**WORK INSTRUCTIONS**
Extract all lines from the data beneath that include the word "reason".

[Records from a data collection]
*** Begin section ***

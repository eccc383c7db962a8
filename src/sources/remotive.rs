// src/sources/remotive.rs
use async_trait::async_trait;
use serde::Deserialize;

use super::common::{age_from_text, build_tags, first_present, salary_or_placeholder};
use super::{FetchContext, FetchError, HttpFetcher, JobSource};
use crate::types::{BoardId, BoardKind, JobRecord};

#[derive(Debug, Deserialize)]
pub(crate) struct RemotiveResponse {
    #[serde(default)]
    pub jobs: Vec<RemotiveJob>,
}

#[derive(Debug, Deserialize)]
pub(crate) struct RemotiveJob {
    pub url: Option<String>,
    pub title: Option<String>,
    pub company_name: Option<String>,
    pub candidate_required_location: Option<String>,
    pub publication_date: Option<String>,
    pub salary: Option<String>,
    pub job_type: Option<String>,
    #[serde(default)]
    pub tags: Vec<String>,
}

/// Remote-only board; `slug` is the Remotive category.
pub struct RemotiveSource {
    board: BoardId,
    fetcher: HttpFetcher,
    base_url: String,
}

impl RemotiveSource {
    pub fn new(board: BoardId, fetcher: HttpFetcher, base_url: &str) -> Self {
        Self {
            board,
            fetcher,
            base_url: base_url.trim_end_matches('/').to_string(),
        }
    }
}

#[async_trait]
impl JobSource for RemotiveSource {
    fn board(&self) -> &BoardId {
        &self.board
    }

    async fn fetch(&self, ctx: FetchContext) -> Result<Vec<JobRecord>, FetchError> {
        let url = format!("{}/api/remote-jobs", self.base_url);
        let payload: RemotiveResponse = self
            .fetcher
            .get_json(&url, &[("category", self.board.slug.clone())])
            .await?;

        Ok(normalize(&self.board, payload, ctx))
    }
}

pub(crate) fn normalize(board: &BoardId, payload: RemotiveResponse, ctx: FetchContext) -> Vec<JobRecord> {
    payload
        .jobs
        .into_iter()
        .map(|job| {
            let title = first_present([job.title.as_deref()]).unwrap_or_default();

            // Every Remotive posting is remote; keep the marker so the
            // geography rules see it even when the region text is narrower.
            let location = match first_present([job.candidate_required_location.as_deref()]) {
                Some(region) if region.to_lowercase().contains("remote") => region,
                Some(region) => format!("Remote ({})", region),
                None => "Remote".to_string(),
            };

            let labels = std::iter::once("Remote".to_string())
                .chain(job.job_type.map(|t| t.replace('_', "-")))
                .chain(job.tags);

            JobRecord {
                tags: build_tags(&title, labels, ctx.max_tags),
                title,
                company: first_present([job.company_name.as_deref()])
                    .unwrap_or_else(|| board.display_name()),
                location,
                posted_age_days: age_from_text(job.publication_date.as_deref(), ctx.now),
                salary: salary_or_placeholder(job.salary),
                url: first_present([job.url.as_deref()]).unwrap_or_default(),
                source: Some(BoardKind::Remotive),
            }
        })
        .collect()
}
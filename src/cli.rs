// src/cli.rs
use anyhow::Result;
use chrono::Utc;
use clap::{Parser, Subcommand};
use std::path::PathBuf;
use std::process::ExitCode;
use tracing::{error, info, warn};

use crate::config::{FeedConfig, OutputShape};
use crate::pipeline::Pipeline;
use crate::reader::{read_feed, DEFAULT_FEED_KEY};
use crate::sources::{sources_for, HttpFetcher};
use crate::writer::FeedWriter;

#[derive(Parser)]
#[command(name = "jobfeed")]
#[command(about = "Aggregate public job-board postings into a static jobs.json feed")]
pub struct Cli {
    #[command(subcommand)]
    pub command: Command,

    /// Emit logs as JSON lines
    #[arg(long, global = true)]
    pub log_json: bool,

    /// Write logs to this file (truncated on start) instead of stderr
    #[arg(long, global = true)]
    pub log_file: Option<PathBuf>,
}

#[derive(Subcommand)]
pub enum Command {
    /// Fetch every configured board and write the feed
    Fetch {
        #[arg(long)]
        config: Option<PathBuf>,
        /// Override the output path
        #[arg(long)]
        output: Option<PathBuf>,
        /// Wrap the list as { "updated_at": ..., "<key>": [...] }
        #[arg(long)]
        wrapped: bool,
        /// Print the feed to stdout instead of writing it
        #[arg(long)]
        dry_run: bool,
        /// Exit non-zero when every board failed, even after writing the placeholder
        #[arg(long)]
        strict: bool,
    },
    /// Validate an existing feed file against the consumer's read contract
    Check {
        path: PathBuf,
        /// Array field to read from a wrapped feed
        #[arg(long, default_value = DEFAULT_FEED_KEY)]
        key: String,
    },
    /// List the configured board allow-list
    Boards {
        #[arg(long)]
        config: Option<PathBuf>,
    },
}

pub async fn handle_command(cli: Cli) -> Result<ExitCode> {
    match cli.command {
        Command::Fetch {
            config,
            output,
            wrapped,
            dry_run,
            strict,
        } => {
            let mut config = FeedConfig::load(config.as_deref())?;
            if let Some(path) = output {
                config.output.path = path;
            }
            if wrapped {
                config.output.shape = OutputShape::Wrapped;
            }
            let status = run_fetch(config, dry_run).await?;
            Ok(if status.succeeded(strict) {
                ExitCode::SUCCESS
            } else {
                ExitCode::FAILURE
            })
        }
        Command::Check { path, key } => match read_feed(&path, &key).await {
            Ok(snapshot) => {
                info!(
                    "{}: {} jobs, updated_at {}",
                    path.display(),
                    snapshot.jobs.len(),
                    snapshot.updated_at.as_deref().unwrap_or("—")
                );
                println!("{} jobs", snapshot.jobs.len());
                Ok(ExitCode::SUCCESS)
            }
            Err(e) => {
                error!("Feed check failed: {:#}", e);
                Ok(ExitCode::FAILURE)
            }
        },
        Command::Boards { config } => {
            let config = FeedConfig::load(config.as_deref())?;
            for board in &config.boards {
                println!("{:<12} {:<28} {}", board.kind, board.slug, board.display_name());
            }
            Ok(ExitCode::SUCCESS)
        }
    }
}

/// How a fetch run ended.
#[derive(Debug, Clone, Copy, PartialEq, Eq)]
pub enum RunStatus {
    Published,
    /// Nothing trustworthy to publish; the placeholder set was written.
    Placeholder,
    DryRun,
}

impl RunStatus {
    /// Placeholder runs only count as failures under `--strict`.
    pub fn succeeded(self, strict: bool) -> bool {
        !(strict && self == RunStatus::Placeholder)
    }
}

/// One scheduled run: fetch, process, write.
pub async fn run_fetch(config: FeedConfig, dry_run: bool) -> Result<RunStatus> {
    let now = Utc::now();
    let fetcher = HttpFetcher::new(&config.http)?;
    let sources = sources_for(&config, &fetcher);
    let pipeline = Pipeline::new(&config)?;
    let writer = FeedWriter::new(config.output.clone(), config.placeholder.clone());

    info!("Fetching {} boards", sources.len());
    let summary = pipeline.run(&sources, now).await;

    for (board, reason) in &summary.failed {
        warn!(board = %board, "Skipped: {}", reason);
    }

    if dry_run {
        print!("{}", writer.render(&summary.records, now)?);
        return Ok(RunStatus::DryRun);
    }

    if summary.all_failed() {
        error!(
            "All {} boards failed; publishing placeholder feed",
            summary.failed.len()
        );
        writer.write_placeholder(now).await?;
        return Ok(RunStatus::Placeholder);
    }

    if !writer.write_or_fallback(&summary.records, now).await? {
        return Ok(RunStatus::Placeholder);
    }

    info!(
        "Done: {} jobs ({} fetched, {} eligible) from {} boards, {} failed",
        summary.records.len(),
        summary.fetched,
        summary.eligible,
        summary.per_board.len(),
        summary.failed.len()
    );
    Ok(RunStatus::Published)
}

*** End section ***

**SOLUTION BELOW**
    for (board, reason) in &summary.failed {
        warn!(board = %board, "Skipped: {}", reason);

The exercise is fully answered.